Re: The guy in the classification yard


Notice that laying down toward the camera is another handle exactly like the one on which he's resting his hand, and the silhouette of the keeper for it is in line and away from the camera. My guess is that he's resting his hand on a lever / rod that controls moveable parts within that puzzle switch that won't affect the car in the picture. He'll flop the one he's holding likely after that car rolls past. Since those are not standard switch-stand handles and not near the points of the switch, my guess is that these throw the moveable-point frogs in that switch.
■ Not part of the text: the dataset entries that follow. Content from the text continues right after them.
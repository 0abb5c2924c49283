//! Remote collaborator seam.
//!
//! Everything the cache engine knows about the cloud is behind this trait:
//! the TUI wires in a REST-backed implementation, tests wire in mocks.

use async_trait::async_trait;
use vaultscope_core::{
    Account, FetchResult, SecretMeta, SecretValue, Subscription, SubscriptionId, TenantId, Vault,
};

#[async_trait]
pub trait SecretSource: Send + Sync {
    /// Enumerate signed-in accounts.
    async fn list_accounts(&self) -> FetchResult<Vec<Account>>;

    /// Enumerate subscriptions visible in a tenant.
    async fn list_subscriptions(&self, tenant_id: TenantId) -> FetchResult<Vec<Subscription>>;

    /// Enumerate vaults within a subscription.
    async fn list_vaults(&self, subscription_id: SubscriptionId) -> FetchResult<Vec<Vault>>;

    /// Enumerate secret metadata within a vault. An empty vault returns an
    /// empty list; inaccessible vaults return an error, never an empty
    /// list.
    async fn list_secrets(&self, vault_name: &str) -> FetchResult<Vec<SecretMeta>>;

    /// Fetch one secret's current value.
    async fn get_secret_value(&self, vault_name: &str, secret_name: &str)
        -> FetchResult<SecretValue>;

    /// Create or replace one named secret. Touches only the named secret;
    /// sibling secrets in the vault are never read or rewritten.
    async fn set_secret(
        &self,
        vault_name: &str,
        secret_name: &str,
        value: &SecretValue,
    ) -> FetchResult<()>;

    /// Delete one named secret.
    async fn delete_secret(&self, vault_name: &str, secret_name: &str) -> FetchResult<()>;
}
//! Common view rendering helpers.

use ratatui::layout::{Constraint, Direction, Layout, Rect};

/// A rectangle centered in `area`, sized by percentage.
pub fn centered_rect(percent_x: u16, percent_y: u16, area: Rect) -> Rect {
    let vertical = Layout::default()
        .direction(Direction::Vertical)
        .constraints([
            Constraint::Percentage((100 - percent_y) / 2),
            Constraint::Percentage(percent_y),
            Constraint::Percentage((100 - percent_y) / 2),
        ])
        .split(area);
    let horizontal = Layout::default()
        .direction(Direction::Horizontal)
        .constraints([
            Constraint::Percentage((100 - percent_x) / 2),
            Constraint::Percentage(percent_x),
            Constraint::Percentage((100 - percent_x) / 2),
        ])
        .split(vertical[1]);
    horizontal[1]
}
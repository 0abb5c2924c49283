//! Subscription base-name normalization and grouping.
//!
//! Subscriptions in most estates come in environment families
//! (`dev-myapp`, `myapp-prd`, `sub-myapp-stg`). Stripping the environment
//! tokens from the hyphen-delimited name yields a base name that the UI
//! uses to aggregate a family into a single group node.

use crate::Subscription;
use std::collections::BTreeMap;

/// Environment tokens stripped from hyphen-delimited subscription names.
const ENV_TOKENS: &[&str] = &[
    "dev",
    "tst",
    "test",
    "stg",
    "stage",
    "staging",
    "prd",
    "prod",
    "production",
    "sub",
    "liv",
    "live",
];

/// Normalize a subscription name to its environment-free base name.
///
/// Splits on `-`, drops every segment that is an environment token
/// (case-insensitive), and rejoins the rest. Dropping segments collapses
/// the double hyphens that interior tokens would otherwise leave behind
/// and trims leading/trailing ones. Idempotent: a name with no environment
/// tokens comes back unchanged apart from lowercasing.
///
/// A name consisting solely of environment tokens normalizes to itself
/// (lowercased) so it can still form a stable group key.
pub fn base_name(name: &str) -> String {
    let lowered = name.to_ascii_lowercase();
    let kept: Vec<&str> = lowered
        .split('-')
        .filter(|segment| !segment.is_empty() && !ENV_TOKENS.contains(segment))
        .collect();
    if kept.is_empty() {
        lowered
    } else {
        kept.join("-")
    }
}

/// A family of subscriptions sharing one base name.
#[derive(Debug, Clone, PartialEq, Eq)]
pub struct SubscriptionGroup {
    pub base: String,
    pub members: Vec<Subscription>,
}

impl SubscriptionGroup {
    pub fn is_single(&self) -> bool {
        self.members.len() == 1
    }
}

/// Bucket subscriptions by base name, ordered by base name.
pub fn group_subscriptions(subscriptions: &[Subscription]) -> Vec<SubscriptionGroup> {
    let mut buckets: BTreeMap<String, Vec<Subscription>> = BTreeMap::new();
    for sub in subscriptions {
        buckets
            .entry(base_name(&sub.name))
            .or_default()
            .push(sub.clone());
    }
    buckets
        .into_iter()
        .map(|(base, members)| SubscriptionGroup { base, members })
        .collect()
}

// ============================================================================
// TESTS
// ============================================================================

#[cfg(test)]
mod tests {
    use super::*;
    use crate::{SubscriptionId, SubscriptionState, TenantId};
    use uuid::Uuid;

    fn sub(name: &str) -> Subscription {
        Subscription {
            subscription_id: SubscriptionId::new(Uuid::new_v4()),
            name: name.to_string(),
            tenant_id: TenantId::new(Uuid::nil()),
            state: SubscriptionState::Enabled,
        }
    }

    #[test]
    fn test_strips_leading_token() {
        assert_eq!(base_name("dev-myapp"), "myapp");
    }

    #[test]
    fn test_strips_trailing_token() {
        assert_eq!(base_name("myapp-prd"), "myapp");
    }

    #[test]
    fn test_strips_multiple_tokens() {
        assert_eq!(base_name("sub-myapp-stg"), "myapp");
    }

    #[test]
    fn test_interior_token_collapses_hyphens() {
        assert_eq!(base_name("myapp-prod-payments"), "myapp-payments");
    }

    #[test]
    fn test_no_token_is_identity() {
        assert_eq!(base_name("myapp"), "myapp");
    }

    #[test]
    fn test_idempotent() {
        let once = base_name("dev-myapp-stg");
        assert_eq!(base_name(&once), once);
    }

    #[test]
    fn test_case_insensitive() {
        assert_eq!(base_name("DEV-MyApp"), "myapp");
    }

    #[test]
    fn test_token_only_name_keeps_itself() {
        assert_eq!(base_name("prod"), "prod");
        assert_eq!(base_name("dev-prd"), "dev-prd");
    }

    #[test]
    fn test_token_must_match_whole_segment() {
        // "developer" contains "dev" but is not an environment token.
        assert_eq!(base_name("developer-tools"), "developer-tools");
    }

    #[test]
    fn test_group_subscriptions_buckets_family() {
        let subs = vec![sub("dev-myapp"), sub("myapp-prd"), sub("other")];
        let groups = group_subscriptions(&subs);
        assert_eq!(groups.len(), 2);
        let myapp = groups.iter().find(|g| g.base == "myapp").unwrap();
        assert_eq!(myapp.members.len(), 2);
        assert!(!myapp.is_single());
        let other = groups.iter().find(|g| g.base == "other").unwrap();
        assert!(other.is_single());
    }

    #[test]
    fn test_group_order_is_stable() {
        let subs = vec![sub("zeta"), sub("alpha-prd"), sub("dev-alpha")];
        let groups = group_subscriptions(&subs);
        let bases: Vec<&str> = groups.iter().map(|g| g.base.as_str()).collect();
        assert_eq!(bases, vec!["alpha", "zeta"]);
    }
}

// ============================================================================
// PROPERTY-BASED TESTS
// ============================================================================

#[cfg(test)]
mod prop_tests {
    use super::*;
    use proptest::prelude::*;

    proptest! {
        #![proptest_config(ProptestConfig::with_cases(200))]

        /// Normalization is idempotent for any hyphenated ASCII name.
        #[test]
        fn prop_base_name_idempotent(name in "[a-z0-9]{0,8}(-[a-z0-9]{0,8}){0,4}") {
            let once = base_name(&name);
            prop_assert_eq!(base_name(&once), once);
        }

        /// The result never starts or ends with a hyphen and never
        /// contains a double hyphen (unless the input was token-only and
        /// came back verbatim).
        #[test]
        fn prop_base_name_well_formed(name in "[a-z]{1,6}(-[a-z]{1,6}){0,4}") {
            let base = base_name(&name);
            if base != name {
                prop_assert!(!base.starts_with('-'));
                prop_assert!(!base.ends_with('-'));
                prop_assert!(!base.contains("--"));
            }
        }
    }
}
It's not a safe procedure to hold a handle outside of its keepers as parts of a switch under load can move those levers with great force as a car rolls over them. And notice that he's not fouling the potential path of that lever. But this guy has been at that job for at least hours, and possibly years, so he knows how that switch reacts to railcars in any direction.
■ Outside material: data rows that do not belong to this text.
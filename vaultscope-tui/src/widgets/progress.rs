//! Progress gauge for bulk cache warming.

use ratatui::{
    layout::Rect,
    style::Style,
    widgets::{Block, Borders, Gauge},
    Frame,
};

pub struct BulkGauge {
    pub completed: usize,
    pub total: usize,
    pub current: String,
    pub style: Style,
}

impl BulkGauge {
    pub fn render(&self, f: &mut Frame<'_>, area: Rect) {
        let ratio = if self.total == 0 {
            1.0
        } else {
            (self.completed as f64 / self.total as f64).clamp(0.0, 1.0)
        };
        let label = if self.completed == self.total {
            format!("{}/{} done", self.completed, self.total)
        } else {
            format!("{}/{} {}", self.completed, self.total, self.current)
        };
        let gauge = Gauge::default()
            .block(
                Block::default()
                    .title("Warming cache [x to cancel]")
                    .borders(Borders::ALL),
            )
            .gauge_style(self.style)
            .ratio(ratio)
            .label(label);
        f.render_widget(gauge, area);
    }
}
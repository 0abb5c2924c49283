//! Cache key scheme.
//!
//! Keys are composed of a namespace segment plus identifier segments.
//! Prefix invalidation relies on these being literal string prefixes: a
//! vault's secret listing and all of its per-secret value entries can be
//! evicted together after a mutation.

use vaultscope_core::{SubscriptionId, TenantId};

pub fn accounts() -> String {
    "accounts".to_string()
}

pub fn subscriptions(tenant_id: TenantId) -> String {
    format!("subscriptions:{}", tenant_id)
}

pub fn vaults(subscription_id: SubscriptionId) -> String {
    format!("vaults:{}", subscription_id)
}

pub fn secrets(vault_name: &str) -> String {
    format!("secrets:{}", vault_name)
}

pub fn secret_value(vault_name: &str, secret_name: &str) -> String {
    format!("secretvalue:{}:{}", vault_name, secret_name)
}

/// Prefix shared by every secret value entry of one vault.
pub fn secret_value_prefix(vault_name: &str) -> String {
    format!("secretvalue:{}:", vault_name)
}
Great series of pictures. The photo that looks down on the ladder shows that the location is definitely SP's Taylor Yard, and that overpass should be what became today's Pepper Avenue bridge, or a railroad structure just ahead of it. That little mountain in the distance today was just about been quarried out of existence when I last saw it in the mid-1990s. Note that the picture of the man riding the brake platform shows him holding the "dog" of the ratchet mechanism open with his foot, allowing him to easily regulate the brakes as he drifts into his lined track. The geared power brake mechanisms that replaced the stemwinders did away with this necessity as trainmen could spin the wheel in either direction as needed while also gaining him a much bigger mechanical advantage while protecting him anything that might pull against him.
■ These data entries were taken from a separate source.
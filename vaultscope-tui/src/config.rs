//! Configuration loading for the vaultscope TUI.
//!
//! All fields are required unless explicitly marked optional. No defaults.

use serde::Deserialize;
use std::path::{Path, PathBuf};

#[derive(Debug, Clone, Deserialize)]
#[serde(deny_unknown_fields)]
pub struct TuiConfig {
    /// Management-plane base URL, e.g. `https://management.azure.com`.
    pub management_endpoint: String,
    /// DNS suffix appended to vault names for data-plane calls,
    /// e.g. `vault.azure.net`.
    pub vault_dns_suffix: String,
    pub token_scope_management: String,
    pub token_scope_vault: String,
    pub request_timeout_ms: u64,
    /// Concurrency cap for bulk cache warming.
    pub bulk_concurrency: usize,
    /// Optional override of the default cache TTL, in seconds.
    pub cache_ttl_secs: Option<u64>,
    pub persistence_path: PathBuf,
}

#[derive(Debug, thiserror::Error)]
pub enum ConfigError {
    #[error("Missing configuration file path (use --config or VAULTSCOPE_CONFIG)")]
    MissingConfigPath,
    #[error("Failed to read config file: {0}")]
    Io(#[from] std::io::Error),
    #[error("Failed to parse config TOML: {0}")]
    Parse(#[from] toml::de::Error),
    #[error("Invalid config value for {field}: {reason}")]
    InvalidValue { field: &'static str, reason: String },
}

impl TuiConfig {
    pub fn load() -> Result<Self, ConfigError> {
        let path = config_path_from_args().or_else(config_path_from_env);
        let path = path.ok_or(ConfigError::MissingConfigPath)?;
        let config = Self::from_path(&path)?;
        config.validate()?;
        Ok(config)
    }

    pub fn from_path(path: &Path) -> Result<Self, ConfigError> {
        let contents = std::fs::read_to_string(path)?;
        let config: TuiConfig = toml::from_str(&contents)?;
        Ok(config)
    }

    pub fn validate(&self) -> Result<(), ConfigError> {
        if self.management_endpoint.trim().is_empty() {
            return Err(ConfigError::InvalidValue {
                field: "management_endpoint",
                reason: "must not be empty".to_string(),
            });
        }
        if self.vault_dns_suffix.trim().is_empty() {
            return Err(ConfigError::InvalidValue {
                field: "vault_dns_suffix",
                reason: "must not be empty".to_string(),
            });
        }
        if self.token_scope_management.trim().is_empty() {
            return Err(ConfigError::InvalidValue {
                field: "token_scope_management",
                reason: "must not be empty".to_string(),
            });
        }
        if self.token_scope_vault.trim().is_empty() {
            return Err(ConfigError::InvalidValue {
                field: "token_scope_vault",
                reason: "must not be empty".to_string(),
            });
        }
        if self.request_timeout_ms == 0 {
            return Err(ConfigError::InvalidValue {
                field: "request_timeout_ms",
                reason: "must be > 0".to_string(),
            });
        }
        if self.bulk_concurrency == 0 {
            return Err(ConfigError::InvalidValue {
                field: "bulk_concurrency",
                reason: "must be > 0".to_string(),
            });
        }
        if self.cache_ttl_secs == Some(0) {
            return Err(ConfigError::InvalidValue {
                field: "cache_ttl_secs",
                reason: "must be > 0 when set".to_string(),
            });
        }
        if self.persistence_path.as_os_str().is_empty() {
            return Err(ConfigError::InvalidValue {
                field: "persistence_path",
                reason: "must not be empty".to_string(),
            });
        }
        Ok(())
    }
}

fn config_path_from_env() -> Option<PathBuf> {
    std::env::var("VAULTSCOPE_CONFIG").ok().map(PathBuf::from)
}

fn config_path_from_args() -> Option<PathBuf> {
    let mut args = std::env::args().skip(1);
    while let Some(arg) = args.next() {
        if arg == "--config" {
            return args.next().map(PathBuf::from);
        }
    }
    None
}

// ============================================================================
// TESTS
// ============================================================================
I interviewed a trainmaster once who hired out as a brakeman in 1908. He said the only time he got hurt in his career was when he was riding on a roof of a reefer. His crew with a switcher was sorting and spotting a cut of cars and they kicked him into a customer's siding in Hoboken, a normal procedure. As he was winding down his brake to spot the car, he felt a tug, so he pulled harder on his club to stop the car. The chain at the bottom of the stemwinder broke, and he went sailing off the side of the car in reaction.

....Mike Del Vecchio

(DL&W milepost 38)

In a message dated 12/28/08 07:56:05 Eastern Standard Time, oscale48@... writes:
This guy might just be old and unable to stand all day long.
I enlarged and lightened the photo. It looks like the "lever splits
toward the bottom and is controlling two rods / mechanisms.

Sincerely, Rich Yoder
7 Edgedale Court
Wyomissing PA 19610-1913
610-678-2834 after 6:00PM est until 10:00PM

-----Original Message-----
From: STMFC@... [mailto:STMFC@...] On Behalf Of
David Wiggs
Sent: Sunday, December 28, 2008 6:33 AM
To: STMFC@...
Subject: [STMFC] The guy in the classification yard

Not to beat a dead horse, but I don't believe the guy is holding on to
a "big handle to throw the switch", but is resting his hand on a
control box for the double-slip. He would need two levers (one for
each of the six points) and the it would have be much longer to provide
leverage to throw them. One other point; he wouldn't be sitting down
either; he'd constantly be jumping up. Just my opinion.

David in Orlando

-----Original Message-----

Just a BIG handle to throw the switch.